For instance, in periods of rising interest rates and falling prices, the
Portfolio might sell securities it owns on a forward commitment basis to limit
its exposure to falling prices. In periods of falling interest rates and
rising prices, the Portfolio might sell securities it owns and purchase the
same or a similar security on a when-issued or forward commitment basis,
thereby obtaining the benefit of currently higher yield.
 
  The value of securities purchased on a when-issued or forward commitment
basis and any subsequent fluctuations in their value are reflected in the
computation of a Portfolio's net asset value starting on the date of the
agreement to purchase the securities. A Portfolio does not earn interest on
the securities it has committed to purchase until they are paid for and
delivered on
 
                                                           Paragon Portfolio--9
 
- -------------------------------------------------------------------------------
<PAGE>
 
the settlement date. When a Portfolio makes a forward commitment to sell
securities that it owns, the proceeds to be received upon settlement are
included in the Portfolio's assets. Fluctuations in the market value of the
underlying securities are not reflected in the Portfolio's net asset value as
long as the commitment to sell remains in effect.
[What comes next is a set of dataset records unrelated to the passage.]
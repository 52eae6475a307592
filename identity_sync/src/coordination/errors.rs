use thiserror::Error;

use crate::userdb::UserError;
use crate::webhook::WebhookError;

/// Errors that can occur while processing a webhook delivery
#[derive(Error, Debug)]
pub enum CoordinationError {
    /// The delivery could not be verified or decoded
    #[error("Webhook error: {0}")]
    Webhook(WebhookError),

    /// Error from the user database operations
    #[error("User error: {0}")]
    UserError(UserError),
}

impl CoordinationError {
    /// Log the error and return self
    pub fn log(self) -> Self {
        match &self {
            Self::Webhook(err) if err.is_configuration_error() => {
                tracing::error!("Webhook error: {}", err)
            }
            Self::Webhook(err) => tracing::warn!("Rejected webhook delivery: {}", err),
            Self::UserError(err) => tracing::error!("User error: {}", err),
        }
        self
    }
}

// Conversions log on the way in so `?` call sites stay quiet

impl From<WebhookError> for CoordinationError {
    fn from(err: WebhookError) -> Self {
        Self::Webhook(err).log()
    }
}

impl From<UserError> for CoordinationError {
    fn from(err: UserError) -> Self {
        Self::UserError(err).log()
    }
}
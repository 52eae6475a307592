use chrono::{DateTime, Utc};
use serde::{Deserialize, Serialize};
use sqlx::FromRow;

/// A user record mirrored from the identity provider
#[derive(Debug, Clone, Serialize, Deserialize, FromRow, PartialEq)]
pub struct User {
    /// Database-assigned sequence number (primary key)
    #[serde(skip_serializing_if = "Option::is_none")]
    pub sequence_number: Option<i64>,
    /// Locally generated identifier, fixed once the record exists
    pub id: String,
    /// Identifier issued by Clerk, unique across the table
    pub clerk_id: String,
    /// Primary email address, empty when the provider sent none
    pub email: String,
    /// Display name built from first and last name
    pub name: String,
    /// Avatar URL
    pub image: Option<String>,
    pub created_at: DateTime<Utc>,
    pub updated_at: DateTime<Utc>,
}

/// The provider-owned fields of a user, as carried by a webhook event
#[derive(Debug, Clone, PartialEq, Eq)]
pub struct UserProfile {
    pub clerk_id: String,
    pub email: String,
    pub name: String,
    pub image: Option<String>,
}

impl UserProfile {
    pub fn new(
        clerk_id: impl Into<String>,
        email: impl Into<String>,
        name: impl Into<String>,
        image: Option<String>,
    ) -> Self {
        Self {
            clerk_id: clerk_id.into(),
            email: email.into(),
            name: name.into(),
            image,
        }
    }
}
use chrono::Utc;
use sqlx::{Pool, Sqlite};

use crate::storage::validate_sqlite_table_schema;
use crate::userdb::{
    errors::UserError,
    types::{User, UserProfile},
};

use super::config::DB_TABLE_USERS;

pub(super) async fn create_tables_sqlite(pool: &Pool<Sqlite>) -> Result<(), UserError> {
    let table_name = DB_TABLE_USERS.as_str();

    sqlx::query(&format!(
        r#"
        CREATE TABLE IF NOT EXISTS {table_name} (
            sequence_number INTEGER PRIMARY KEY AUTOINCREMENT,
            id TEXT NOT NULL UNIQUE,
            clerk_id TEXT NOT NULL UNIQUE,
            email TEXT NOT NULL,
            name TEXT NOT NULL,
            image TEXT,
            created_at TIMESTAMP NOT NULL,
            updated_at TIMESTAMP NOT NULL
        )
        "#
    ))
    .execute(pool)
    .await
    .map_err(|e| UserError::Storage(e.to_string()))?;

    Ok(())
}

/// Validates that the users table schema matches what we expect
pub(super) async fn validate_user_tables_sqlite(pool: &Pool<Sqlite>) -> Result<(), UserError> {
    let users_table = DB_TABLE_USERS.as_str();

    let expected_columns = vec![
        ("sequence_number", "INTEGER"),
        ("id", "TEXT"),
        ("clerk_id", "TEXT"),
        ("email", "TEXT"),
        ("name", "TEXT"),
        ("image", "TEXT"),
        ("created_at", "TIMESTAMP"),
        ("updated_at", "TIMESTAMP"),
    ];

    validate_sqlite_table_schema(pool, users_table, &expected_columns, UserError::Storage).await
}

pub(super) async fn get_all_users_sqlite(pool: &Pool<Sqlite>) -> Result<Vec<User>, UserError> {
    // Tables may not exist yet for a fresh in-memory database
    create_tables_sqlite(pool).await?;

    let table_name = DB_TABLE_USERS.as_str();

    sqlx::query_as::<_, User>(&format!(
        r#"
        SELECT * FROM {table_name} ORDER BY sequence_number ASC
        "#
    ))
    .fetch_all(pool)
    .await
    .map_err(|e| UserError::Storage(e.to_string()))
}

pub(super) async fn get_user_by_clerk_id_sqlite(
    pool: &Pool<Sqlite>,
    clerk_id: &str,
) -> Result<Option<User>, UserError> {
    create_tables_sqlite(pool).await?;

    let table_name = DB_TABLE_USERS.as_str();

    sqlx::query_as::<_, User>(&format!(
        r#"
        SELECT * FROM {table_name} WHERE clerk_id = ?
        "#
    ))
    .bind(clerk_id)
    .fetch_optional(pool)
    .await
    .map_err(|e| UserError::Storage(e.to_string()))
}

/// Inserts the profile unless a row with the same clerk_id exists.
///
/// Returns the stored row and whether this call created it.
pub(super) async fn sync_user_sqlite(
    pool: &Pool<Sqlite>,
    id: &str,
    profile: &UserProfile,
) -> Result<(User, bool), UserError> {
    create_tables_sqlite(pool).await?;

    let table_name = DB_TABLE_USERS.as_str();
    let now = Utc::now();

    let result = sqlx::query(&format!(
        r#"
        INSERT INTO {table_name} (id, clerk_id, email, name, image, created_at, updated_at)
        VALUES (?, ?, ?, ?, ?, ?, ?)
        ON CONFLICT (clerk_id) DO NOTHING
        "#
    ))
    .bind(id)
    .bind(&profile.clerk_id)
    .bind(&profile.email)
    .bind(&profile.name)
    .bind(&profile.image)
    .bind(now) // created_at
    .bind(now) // updated_at
    .execute(pool)
    .await
    .map_err(|e| UserError::Storage(e.to_string()))?;

    let user = fetch_by_clerk_id(pool, &profile.clerk_id).await?;

    Ok((user, result.rows_affected() == 1))
}

/// Overwrites the mutable fields of the row with the same clerk_id, inserting it when absent.
pub(super) async fn update_user_sqlite(
    pool: &Pool<Sqlite>,
    id: &str,
    profile: &UserProfile,
) -> Result<User, UserError> {
    create_tables_sqlite(pool).await?;

    let table_name = DB_TABLE_USERS.as_str();
    let now = Utc::now();

    sqlx::query(&format!(
        r#"
        INSERT INTO {table_name} (id, clerk_id, email, name, image, created_at, updated_at)
        VALUES (?, ?, ?, ?, ?, ?, ?)
        ON CONFLICT (clerk_id) DO UPDATE SET
            email = excluded.email,
            name = excluded.name,
            image = excluded.image,
            updated_at = excluded.updated_at
        "#
    ))
    .bind(id)
    .bind(&profile.clerk_id)
    .bind(&profile.email)
    .bind(&profile.name)
    .bind(&profile.image)
    .bind(now) // created_at, ignored on conflict
    .bind(now) // updated_at
    .execute(pool)
    .await
    .map_err(|e| UserError::Storage(e.to_string()))?;

    fetch_by_clerk_id(pool, &profile.clerk_id).await
}

async fn fetch_by_clerk_id(pool: &Pool<Sqlite>, clerk_id: &str) -> Result<User, UserError> {
    let table_name = DB_TABLE_USERS.as_str();

    sqlx::query_as::<_, User>(&format!(
        r#"
        SELECT * FROM {table_name} WHERE clerk_id = ?
        "#
    ))
    .bind(clerk_id)
    .fetch_one(pool)
    .await
    .map_err(|e| UserError::Storage(e.to_string()))
}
Settlement of when-issued
purchases and forward commitment transactions generally takes place within two
months after the date of the transaction, but the Portfolio may agree to a
longer settlement period.
 
  A Portfolio will purchase securities on a when-issued basis or purchase or
sell securities on a forward commitment basis only with the intention of
completing the transaction and actually purchasing or selling the securities.
If deemed advisable as a matter of investment strategy, however, a Portfolio
may dispose of or negotiate a commitment after entering into it. A Portfolio
also may sell securities it has committed to purchase before those securities
are delivered to the Portfolio on the settlement date. The Portfolio may
realize a capital gain or loss in connection with these transactions.
 
  When a Portfolio purchases securities on a when-issued or forward commitment
basis, the Trust's custodian will maintain in a segregated account cash or
liquid high grade debt securities having a value (determined daily) at least
equal to the amount of the Portfolio's purchase commitments. These procedures
are designed to ensure that the Portfolio will maintain sufficient assets at
all times to cover its obligations under when-issued and forward commitment
purchases.
 
LENDING OF PORTFOLIO SECURITIES
 
  Each Portfolio may seek to increase its income by lending portfolio
securities. Under present regulatory policies, such loans may be made to
institutions, such as broker-dealers, and would be required to be secured
continuously by collateral in cash, cash equivalents or high quality debt
securities maintained on a current basis at an amount at least equal to the
market value of the securities loaned. Cash collateral may be invested in cash
equivalents and other debt securities. A Portfolio would have the right to
call a loan and obtain the securities loaned at any time on five days' notice.
 
  For the duration of a loan, the Portfolio would continue to receive the
equivalent of the interest or dividends paid by the issuer on the securities
loaned and would also receive compensation from investment of the collateral.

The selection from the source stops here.